■ **Problem to work on**
Will you quote precisely the lines that run from the top of the material below to the line containing "pub const CONFIG_ENV: &str", both ends included?

---------- Data to process

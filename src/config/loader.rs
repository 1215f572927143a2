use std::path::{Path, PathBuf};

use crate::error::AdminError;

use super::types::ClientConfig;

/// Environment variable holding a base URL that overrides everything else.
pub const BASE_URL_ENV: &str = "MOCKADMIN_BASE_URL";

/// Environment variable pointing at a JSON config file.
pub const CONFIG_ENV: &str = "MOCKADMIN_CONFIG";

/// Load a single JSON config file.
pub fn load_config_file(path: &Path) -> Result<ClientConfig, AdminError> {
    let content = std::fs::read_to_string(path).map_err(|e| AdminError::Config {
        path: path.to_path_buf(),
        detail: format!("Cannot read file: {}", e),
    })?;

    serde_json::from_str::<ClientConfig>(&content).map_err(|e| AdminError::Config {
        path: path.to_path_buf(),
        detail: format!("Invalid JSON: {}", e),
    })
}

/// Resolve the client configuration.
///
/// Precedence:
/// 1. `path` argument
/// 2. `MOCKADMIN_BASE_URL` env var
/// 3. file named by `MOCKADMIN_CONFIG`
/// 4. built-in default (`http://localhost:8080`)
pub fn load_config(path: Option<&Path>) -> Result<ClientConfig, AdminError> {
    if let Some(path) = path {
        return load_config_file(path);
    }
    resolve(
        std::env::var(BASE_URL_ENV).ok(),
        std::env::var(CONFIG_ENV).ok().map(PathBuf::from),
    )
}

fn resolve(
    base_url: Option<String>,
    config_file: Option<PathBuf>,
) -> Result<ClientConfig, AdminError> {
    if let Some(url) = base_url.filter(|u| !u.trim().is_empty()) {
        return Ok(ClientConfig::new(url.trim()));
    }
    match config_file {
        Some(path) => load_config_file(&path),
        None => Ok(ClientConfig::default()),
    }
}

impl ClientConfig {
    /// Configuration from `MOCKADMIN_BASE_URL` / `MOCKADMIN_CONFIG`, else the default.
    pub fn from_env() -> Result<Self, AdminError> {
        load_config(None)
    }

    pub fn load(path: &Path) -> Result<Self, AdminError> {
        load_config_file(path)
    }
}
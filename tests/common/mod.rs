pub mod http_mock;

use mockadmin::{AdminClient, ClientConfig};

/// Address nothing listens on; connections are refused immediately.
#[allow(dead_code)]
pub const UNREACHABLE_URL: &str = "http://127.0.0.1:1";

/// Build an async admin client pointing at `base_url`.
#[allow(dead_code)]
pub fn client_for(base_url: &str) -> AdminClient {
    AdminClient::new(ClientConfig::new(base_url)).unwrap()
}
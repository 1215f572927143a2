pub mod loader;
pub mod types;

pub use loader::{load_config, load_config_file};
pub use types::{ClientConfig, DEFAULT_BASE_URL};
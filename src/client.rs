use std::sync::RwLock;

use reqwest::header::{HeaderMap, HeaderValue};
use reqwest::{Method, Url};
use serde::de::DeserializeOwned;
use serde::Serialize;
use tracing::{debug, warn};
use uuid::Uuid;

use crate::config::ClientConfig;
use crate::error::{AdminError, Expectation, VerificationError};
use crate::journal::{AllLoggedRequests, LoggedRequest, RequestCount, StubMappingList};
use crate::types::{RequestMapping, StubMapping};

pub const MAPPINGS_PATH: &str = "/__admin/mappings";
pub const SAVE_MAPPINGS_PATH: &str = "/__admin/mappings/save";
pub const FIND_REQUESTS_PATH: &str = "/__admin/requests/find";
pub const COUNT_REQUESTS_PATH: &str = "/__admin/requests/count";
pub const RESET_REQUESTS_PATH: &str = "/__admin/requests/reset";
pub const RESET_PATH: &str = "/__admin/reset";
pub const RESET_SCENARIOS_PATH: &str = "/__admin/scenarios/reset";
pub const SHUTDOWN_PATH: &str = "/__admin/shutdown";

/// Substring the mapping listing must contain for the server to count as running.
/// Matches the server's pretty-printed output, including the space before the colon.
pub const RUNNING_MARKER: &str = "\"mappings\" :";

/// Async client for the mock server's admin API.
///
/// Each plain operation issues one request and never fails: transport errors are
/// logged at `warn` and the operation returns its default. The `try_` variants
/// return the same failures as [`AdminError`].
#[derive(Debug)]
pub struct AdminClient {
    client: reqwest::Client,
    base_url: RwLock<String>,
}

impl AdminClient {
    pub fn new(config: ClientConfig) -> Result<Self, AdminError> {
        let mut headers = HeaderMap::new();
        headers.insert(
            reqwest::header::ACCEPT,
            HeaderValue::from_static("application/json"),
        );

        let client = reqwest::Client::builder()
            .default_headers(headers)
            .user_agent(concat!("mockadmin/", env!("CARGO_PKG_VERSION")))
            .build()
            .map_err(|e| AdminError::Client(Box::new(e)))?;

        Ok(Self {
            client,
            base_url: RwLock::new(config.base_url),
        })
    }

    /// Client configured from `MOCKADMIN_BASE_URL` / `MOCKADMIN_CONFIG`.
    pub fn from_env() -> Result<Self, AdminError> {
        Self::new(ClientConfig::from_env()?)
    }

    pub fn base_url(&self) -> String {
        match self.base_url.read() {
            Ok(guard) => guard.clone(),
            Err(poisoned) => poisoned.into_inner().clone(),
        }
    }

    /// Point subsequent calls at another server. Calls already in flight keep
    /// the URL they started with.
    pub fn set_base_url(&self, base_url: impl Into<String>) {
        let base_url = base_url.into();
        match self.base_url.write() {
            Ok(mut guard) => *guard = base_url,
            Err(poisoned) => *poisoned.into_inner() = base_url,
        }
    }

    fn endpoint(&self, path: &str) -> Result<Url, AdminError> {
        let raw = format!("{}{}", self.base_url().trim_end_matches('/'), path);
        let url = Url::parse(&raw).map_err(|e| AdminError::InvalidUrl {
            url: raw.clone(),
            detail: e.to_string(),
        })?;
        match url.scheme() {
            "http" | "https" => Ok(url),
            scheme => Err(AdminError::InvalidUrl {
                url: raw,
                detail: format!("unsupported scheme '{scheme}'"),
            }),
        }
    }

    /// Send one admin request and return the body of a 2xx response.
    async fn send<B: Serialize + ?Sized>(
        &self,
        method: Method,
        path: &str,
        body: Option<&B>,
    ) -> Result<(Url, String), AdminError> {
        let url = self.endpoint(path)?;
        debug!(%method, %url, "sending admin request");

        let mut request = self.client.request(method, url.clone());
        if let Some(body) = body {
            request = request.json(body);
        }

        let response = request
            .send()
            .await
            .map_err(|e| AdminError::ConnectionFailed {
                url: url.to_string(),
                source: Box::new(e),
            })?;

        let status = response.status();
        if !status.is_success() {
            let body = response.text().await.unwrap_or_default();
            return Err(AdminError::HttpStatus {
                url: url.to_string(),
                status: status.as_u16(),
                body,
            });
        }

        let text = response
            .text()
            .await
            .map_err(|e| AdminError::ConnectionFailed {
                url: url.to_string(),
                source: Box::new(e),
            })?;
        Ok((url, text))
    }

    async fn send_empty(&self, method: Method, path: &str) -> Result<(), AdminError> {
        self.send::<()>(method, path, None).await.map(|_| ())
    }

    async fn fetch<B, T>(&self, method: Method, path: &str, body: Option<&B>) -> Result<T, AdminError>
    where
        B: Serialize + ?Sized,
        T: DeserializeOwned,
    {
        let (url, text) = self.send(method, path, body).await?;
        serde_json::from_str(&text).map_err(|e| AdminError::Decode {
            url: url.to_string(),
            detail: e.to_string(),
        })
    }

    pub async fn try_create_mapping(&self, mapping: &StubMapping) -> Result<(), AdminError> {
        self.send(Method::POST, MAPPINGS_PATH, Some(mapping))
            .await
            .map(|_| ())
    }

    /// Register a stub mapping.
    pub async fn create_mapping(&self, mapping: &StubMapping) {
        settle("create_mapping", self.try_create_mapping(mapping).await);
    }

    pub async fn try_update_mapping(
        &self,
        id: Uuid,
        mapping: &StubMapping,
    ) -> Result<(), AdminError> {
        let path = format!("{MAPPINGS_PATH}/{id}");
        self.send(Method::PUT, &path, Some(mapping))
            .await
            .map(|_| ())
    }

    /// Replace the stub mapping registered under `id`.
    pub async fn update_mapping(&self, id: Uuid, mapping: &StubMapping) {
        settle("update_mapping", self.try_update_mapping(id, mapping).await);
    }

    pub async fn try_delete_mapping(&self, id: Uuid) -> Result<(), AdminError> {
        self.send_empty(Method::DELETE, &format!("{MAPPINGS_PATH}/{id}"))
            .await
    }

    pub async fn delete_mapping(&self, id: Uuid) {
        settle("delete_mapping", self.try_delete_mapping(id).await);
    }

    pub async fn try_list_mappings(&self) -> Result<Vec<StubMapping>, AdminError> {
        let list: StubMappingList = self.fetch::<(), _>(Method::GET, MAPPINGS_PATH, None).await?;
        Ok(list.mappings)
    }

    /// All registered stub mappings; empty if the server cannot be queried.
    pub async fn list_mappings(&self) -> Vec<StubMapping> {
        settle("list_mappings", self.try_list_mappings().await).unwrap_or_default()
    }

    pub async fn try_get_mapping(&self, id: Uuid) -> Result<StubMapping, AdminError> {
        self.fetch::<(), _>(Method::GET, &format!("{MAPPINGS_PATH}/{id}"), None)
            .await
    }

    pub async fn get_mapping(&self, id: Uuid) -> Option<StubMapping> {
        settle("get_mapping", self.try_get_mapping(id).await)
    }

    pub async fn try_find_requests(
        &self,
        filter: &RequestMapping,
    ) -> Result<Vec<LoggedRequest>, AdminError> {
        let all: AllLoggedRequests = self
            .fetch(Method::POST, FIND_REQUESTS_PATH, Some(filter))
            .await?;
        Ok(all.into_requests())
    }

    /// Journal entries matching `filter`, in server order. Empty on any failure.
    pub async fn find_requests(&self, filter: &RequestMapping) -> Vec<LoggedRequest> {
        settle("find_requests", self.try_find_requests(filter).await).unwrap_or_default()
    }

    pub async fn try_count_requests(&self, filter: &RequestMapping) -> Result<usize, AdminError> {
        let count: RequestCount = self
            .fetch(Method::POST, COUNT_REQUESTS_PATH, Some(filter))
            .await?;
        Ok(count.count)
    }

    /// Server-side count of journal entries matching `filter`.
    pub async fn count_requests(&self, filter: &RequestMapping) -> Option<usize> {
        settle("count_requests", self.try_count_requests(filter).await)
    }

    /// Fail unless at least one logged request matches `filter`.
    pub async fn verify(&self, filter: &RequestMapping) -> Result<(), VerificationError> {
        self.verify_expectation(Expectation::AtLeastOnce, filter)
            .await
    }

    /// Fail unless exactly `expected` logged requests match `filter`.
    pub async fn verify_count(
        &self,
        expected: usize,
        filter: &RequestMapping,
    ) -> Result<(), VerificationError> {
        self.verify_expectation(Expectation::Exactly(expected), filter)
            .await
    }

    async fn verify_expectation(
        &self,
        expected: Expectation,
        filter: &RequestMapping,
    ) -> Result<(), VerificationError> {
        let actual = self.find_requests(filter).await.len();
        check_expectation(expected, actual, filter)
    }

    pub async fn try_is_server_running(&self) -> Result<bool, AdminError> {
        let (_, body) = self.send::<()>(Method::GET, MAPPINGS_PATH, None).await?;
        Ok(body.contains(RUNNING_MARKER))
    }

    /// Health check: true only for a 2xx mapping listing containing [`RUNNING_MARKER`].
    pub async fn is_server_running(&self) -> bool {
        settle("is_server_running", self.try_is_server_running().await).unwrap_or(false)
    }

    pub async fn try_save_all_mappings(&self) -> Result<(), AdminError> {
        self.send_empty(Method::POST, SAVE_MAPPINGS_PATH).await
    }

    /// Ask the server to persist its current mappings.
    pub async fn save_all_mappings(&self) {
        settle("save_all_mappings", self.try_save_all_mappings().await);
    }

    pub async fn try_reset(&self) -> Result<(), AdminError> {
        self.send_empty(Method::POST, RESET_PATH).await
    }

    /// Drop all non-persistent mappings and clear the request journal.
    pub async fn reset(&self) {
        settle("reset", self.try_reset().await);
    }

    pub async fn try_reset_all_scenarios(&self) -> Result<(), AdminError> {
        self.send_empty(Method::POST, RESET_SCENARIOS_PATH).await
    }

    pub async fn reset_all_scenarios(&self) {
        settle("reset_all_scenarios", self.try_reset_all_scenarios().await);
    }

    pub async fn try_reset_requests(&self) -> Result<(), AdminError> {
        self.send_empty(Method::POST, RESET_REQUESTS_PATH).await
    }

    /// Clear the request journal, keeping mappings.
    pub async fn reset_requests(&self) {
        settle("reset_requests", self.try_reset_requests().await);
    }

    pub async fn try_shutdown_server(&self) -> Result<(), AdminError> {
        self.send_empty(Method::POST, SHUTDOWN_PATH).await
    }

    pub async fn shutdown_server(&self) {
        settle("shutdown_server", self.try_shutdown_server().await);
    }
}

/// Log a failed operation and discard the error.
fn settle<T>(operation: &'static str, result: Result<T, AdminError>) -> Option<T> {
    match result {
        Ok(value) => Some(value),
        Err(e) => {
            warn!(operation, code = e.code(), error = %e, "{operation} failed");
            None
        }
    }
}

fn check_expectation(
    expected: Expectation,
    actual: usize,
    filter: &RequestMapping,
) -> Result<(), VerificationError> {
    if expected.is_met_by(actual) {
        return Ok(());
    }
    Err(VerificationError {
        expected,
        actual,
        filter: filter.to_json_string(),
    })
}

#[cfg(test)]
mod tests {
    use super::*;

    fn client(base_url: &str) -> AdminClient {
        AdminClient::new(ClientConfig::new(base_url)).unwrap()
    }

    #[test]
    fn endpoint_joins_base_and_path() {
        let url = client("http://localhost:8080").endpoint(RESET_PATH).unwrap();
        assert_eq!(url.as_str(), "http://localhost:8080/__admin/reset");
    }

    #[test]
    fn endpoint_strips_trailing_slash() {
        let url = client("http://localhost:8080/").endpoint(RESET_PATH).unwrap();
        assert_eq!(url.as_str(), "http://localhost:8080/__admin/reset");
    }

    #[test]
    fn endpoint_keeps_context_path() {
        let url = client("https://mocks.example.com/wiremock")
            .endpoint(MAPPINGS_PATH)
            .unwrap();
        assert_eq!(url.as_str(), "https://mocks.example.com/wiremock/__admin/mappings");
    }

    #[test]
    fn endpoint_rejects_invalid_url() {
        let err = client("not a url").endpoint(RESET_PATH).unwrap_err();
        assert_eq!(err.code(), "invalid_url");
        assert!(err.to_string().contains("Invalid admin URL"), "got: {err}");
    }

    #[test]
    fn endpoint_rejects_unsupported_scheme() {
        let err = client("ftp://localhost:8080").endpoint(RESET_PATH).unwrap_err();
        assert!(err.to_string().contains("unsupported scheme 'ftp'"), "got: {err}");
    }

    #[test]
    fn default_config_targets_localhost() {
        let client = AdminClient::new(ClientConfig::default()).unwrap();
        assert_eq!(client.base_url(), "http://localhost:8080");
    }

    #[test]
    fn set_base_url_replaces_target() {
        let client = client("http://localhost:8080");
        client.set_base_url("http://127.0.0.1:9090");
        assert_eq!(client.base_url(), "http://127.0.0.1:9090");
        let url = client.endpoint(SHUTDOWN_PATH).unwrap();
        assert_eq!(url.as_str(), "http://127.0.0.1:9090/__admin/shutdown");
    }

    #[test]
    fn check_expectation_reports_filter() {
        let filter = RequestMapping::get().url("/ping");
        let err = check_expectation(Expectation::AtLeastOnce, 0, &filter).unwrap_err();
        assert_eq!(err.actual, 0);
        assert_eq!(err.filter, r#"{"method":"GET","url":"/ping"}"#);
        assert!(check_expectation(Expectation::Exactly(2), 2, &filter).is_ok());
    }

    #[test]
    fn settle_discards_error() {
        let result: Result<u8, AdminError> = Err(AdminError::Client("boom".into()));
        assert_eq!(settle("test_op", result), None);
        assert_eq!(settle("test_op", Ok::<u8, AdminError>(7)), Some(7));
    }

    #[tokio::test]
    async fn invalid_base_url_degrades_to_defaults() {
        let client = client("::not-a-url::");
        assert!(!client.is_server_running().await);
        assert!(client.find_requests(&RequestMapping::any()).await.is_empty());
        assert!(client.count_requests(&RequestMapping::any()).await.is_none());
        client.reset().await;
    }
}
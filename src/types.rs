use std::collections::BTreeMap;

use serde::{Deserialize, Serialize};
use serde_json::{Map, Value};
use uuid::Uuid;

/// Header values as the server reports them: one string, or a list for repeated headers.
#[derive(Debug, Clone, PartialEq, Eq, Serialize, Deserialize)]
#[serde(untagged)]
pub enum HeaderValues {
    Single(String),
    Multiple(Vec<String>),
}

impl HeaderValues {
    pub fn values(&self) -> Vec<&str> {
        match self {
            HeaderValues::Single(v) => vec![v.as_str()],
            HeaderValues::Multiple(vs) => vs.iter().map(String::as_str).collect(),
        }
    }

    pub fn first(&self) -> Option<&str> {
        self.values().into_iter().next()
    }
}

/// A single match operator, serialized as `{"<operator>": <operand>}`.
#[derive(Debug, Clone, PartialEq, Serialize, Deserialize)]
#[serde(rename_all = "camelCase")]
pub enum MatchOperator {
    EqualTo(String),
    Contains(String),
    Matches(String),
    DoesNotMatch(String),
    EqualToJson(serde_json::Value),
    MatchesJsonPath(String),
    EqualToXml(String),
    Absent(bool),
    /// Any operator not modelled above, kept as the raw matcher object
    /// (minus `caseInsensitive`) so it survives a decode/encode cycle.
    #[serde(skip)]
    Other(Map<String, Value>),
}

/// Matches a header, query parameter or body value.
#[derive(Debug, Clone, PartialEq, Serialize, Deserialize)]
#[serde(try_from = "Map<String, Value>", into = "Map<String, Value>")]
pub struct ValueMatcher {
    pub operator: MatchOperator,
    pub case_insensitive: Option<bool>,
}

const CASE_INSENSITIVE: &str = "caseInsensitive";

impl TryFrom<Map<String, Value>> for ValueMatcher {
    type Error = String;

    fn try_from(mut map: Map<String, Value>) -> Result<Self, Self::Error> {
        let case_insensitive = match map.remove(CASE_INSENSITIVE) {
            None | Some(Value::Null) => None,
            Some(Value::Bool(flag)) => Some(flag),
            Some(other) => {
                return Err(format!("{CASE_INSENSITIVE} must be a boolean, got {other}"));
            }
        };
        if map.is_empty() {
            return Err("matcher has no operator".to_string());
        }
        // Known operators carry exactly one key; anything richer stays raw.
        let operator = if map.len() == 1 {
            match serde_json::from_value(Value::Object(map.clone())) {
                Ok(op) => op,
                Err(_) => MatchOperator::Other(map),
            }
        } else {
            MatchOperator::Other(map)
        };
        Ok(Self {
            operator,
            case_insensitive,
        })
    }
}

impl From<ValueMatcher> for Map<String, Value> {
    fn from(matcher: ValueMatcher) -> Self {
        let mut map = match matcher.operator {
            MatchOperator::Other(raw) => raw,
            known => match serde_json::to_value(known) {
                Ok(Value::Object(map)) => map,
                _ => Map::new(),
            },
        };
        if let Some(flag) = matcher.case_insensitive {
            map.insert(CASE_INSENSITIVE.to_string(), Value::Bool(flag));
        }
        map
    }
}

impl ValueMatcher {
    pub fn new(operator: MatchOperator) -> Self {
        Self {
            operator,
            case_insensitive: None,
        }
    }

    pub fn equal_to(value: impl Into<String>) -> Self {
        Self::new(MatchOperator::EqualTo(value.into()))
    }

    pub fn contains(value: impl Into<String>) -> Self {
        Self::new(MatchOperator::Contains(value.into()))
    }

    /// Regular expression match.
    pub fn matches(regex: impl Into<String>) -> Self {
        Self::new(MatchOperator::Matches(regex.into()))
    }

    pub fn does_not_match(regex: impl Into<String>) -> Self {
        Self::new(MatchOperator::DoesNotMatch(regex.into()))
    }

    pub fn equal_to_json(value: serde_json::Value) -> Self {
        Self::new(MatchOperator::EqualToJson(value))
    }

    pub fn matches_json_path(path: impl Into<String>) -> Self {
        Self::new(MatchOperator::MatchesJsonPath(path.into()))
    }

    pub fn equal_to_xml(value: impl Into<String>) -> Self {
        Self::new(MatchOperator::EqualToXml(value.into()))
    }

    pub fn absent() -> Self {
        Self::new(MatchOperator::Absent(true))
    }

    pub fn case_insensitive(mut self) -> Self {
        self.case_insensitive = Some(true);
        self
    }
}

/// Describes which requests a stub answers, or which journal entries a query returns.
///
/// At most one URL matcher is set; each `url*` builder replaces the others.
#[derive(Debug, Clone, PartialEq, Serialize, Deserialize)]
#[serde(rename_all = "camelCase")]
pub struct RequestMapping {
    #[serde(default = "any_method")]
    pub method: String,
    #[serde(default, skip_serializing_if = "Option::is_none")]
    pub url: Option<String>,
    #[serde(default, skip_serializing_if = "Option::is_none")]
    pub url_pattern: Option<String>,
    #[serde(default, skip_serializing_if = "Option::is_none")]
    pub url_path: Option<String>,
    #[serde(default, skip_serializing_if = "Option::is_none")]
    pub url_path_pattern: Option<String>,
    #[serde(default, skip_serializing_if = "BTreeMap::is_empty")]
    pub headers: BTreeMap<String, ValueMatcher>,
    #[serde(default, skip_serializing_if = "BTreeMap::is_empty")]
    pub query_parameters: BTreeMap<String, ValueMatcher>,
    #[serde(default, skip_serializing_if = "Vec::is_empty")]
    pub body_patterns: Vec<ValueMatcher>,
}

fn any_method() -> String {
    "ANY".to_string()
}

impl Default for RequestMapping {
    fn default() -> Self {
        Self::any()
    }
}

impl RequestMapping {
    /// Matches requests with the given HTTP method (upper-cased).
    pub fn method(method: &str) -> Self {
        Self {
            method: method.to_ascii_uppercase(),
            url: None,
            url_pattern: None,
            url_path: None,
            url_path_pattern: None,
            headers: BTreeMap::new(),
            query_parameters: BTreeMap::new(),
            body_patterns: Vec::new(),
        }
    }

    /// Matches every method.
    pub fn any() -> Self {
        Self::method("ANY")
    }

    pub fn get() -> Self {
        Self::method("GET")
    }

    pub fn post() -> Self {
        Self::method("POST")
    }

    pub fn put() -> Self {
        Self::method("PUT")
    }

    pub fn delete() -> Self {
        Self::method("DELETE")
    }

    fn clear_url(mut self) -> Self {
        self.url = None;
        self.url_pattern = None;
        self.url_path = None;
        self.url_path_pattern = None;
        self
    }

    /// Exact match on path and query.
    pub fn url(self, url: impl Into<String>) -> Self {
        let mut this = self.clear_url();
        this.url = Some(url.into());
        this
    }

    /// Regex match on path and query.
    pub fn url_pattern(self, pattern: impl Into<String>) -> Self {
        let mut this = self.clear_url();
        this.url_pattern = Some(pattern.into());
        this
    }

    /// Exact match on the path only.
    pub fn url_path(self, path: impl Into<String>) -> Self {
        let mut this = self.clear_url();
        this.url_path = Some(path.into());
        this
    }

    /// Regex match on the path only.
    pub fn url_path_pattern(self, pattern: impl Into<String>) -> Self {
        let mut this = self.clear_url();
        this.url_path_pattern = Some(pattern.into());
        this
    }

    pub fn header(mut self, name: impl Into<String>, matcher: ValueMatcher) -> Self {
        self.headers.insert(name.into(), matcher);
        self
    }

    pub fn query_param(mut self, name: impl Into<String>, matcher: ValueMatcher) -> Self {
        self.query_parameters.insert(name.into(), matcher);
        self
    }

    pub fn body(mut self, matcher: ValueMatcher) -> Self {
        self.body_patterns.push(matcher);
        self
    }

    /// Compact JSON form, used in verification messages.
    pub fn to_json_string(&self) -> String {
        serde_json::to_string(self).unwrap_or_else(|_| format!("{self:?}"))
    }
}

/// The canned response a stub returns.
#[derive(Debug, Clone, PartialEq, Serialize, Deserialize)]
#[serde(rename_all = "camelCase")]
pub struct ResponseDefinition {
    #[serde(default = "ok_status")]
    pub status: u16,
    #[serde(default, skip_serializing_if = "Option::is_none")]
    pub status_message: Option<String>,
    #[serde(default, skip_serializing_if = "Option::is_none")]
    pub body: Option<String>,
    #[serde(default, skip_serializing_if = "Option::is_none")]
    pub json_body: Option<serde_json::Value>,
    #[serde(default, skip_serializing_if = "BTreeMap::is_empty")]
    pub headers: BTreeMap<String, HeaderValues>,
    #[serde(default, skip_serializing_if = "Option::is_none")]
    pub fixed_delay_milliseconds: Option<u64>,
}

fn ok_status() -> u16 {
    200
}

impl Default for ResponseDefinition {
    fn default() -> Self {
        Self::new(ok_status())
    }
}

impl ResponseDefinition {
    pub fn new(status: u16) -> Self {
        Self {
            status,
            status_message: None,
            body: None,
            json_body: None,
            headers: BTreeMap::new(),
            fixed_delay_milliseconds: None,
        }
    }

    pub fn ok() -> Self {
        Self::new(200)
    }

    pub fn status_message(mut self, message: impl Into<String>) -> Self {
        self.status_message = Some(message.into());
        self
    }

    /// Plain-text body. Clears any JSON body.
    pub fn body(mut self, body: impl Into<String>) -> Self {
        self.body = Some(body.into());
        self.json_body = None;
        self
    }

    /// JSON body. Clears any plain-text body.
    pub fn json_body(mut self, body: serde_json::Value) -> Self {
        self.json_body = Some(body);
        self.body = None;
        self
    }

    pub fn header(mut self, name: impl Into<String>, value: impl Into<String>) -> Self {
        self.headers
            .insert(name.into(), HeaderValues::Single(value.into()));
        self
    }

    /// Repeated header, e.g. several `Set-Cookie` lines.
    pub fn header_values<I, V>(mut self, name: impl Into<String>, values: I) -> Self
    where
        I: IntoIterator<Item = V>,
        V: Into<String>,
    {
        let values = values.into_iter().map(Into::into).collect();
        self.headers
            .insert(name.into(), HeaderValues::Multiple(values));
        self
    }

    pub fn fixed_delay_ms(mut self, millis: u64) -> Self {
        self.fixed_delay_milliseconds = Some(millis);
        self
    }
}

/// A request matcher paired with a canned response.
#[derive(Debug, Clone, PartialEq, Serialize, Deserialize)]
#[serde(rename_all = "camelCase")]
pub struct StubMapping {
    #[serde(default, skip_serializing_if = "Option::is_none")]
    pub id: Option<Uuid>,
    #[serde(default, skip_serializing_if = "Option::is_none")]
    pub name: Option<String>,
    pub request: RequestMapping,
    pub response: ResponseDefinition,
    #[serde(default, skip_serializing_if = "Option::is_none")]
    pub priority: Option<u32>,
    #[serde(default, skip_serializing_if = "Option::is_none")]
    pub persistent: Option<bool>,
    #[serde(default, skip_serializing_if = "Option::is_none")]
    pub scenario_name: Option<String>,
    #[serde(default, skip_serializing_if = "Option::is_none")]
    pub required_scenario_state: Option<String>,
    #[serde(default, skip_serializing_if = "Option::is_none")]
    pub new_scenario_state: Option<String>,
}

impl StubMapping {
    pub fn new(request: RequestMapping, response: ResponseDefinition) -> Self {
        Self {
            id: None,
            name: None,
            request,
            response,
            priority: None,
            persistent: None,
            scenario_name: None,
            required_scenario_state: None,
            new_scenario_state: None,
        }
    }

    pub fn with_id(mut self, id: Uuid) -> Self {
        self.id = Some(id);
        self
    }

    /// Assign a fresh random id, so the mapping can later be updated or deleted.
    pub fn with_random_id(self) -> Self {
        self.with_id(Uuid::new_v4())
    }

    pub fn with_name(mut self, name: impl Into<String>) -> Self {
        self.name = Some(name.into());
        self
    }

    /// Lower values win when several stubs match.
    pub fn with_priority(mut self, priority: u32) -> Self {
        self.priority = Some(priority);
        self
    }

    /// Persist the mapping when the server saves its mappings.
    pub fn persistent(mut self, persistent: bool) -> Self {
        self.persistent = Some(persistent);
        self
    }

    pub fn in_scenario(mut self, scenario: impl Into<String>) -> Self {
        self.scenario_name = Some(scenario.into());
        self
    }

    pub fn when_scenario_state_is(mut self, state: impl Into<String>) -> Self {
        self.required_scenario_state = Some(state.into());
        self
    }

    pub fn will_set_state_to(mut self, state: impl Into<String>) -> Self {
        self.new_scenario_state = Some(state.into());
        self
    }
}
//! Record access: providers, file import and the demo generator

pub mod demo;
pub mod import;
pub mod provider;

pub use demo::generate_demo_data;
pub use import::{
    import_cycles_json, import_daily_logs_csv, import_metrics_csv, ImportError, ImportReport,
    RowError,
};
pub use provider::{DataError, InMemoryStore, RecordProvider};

--------------------

■ **Response below**
filename src/config/loader.rs
repository 1215f572927143a2
use std::path::{Path, PathBuf};

use crate::error::AdminError;

use super::types::ClientConfig;

/// Environment variable holding a base URL that overrides everything else.
pub const BASE_URL_ENV: &str = "MOCKADMIN_BASE_URL";

/// Environment variable pointing at a JSON config file.
pub const CONFIG_ENV: &str = "MOCKADMIN_CONFIG";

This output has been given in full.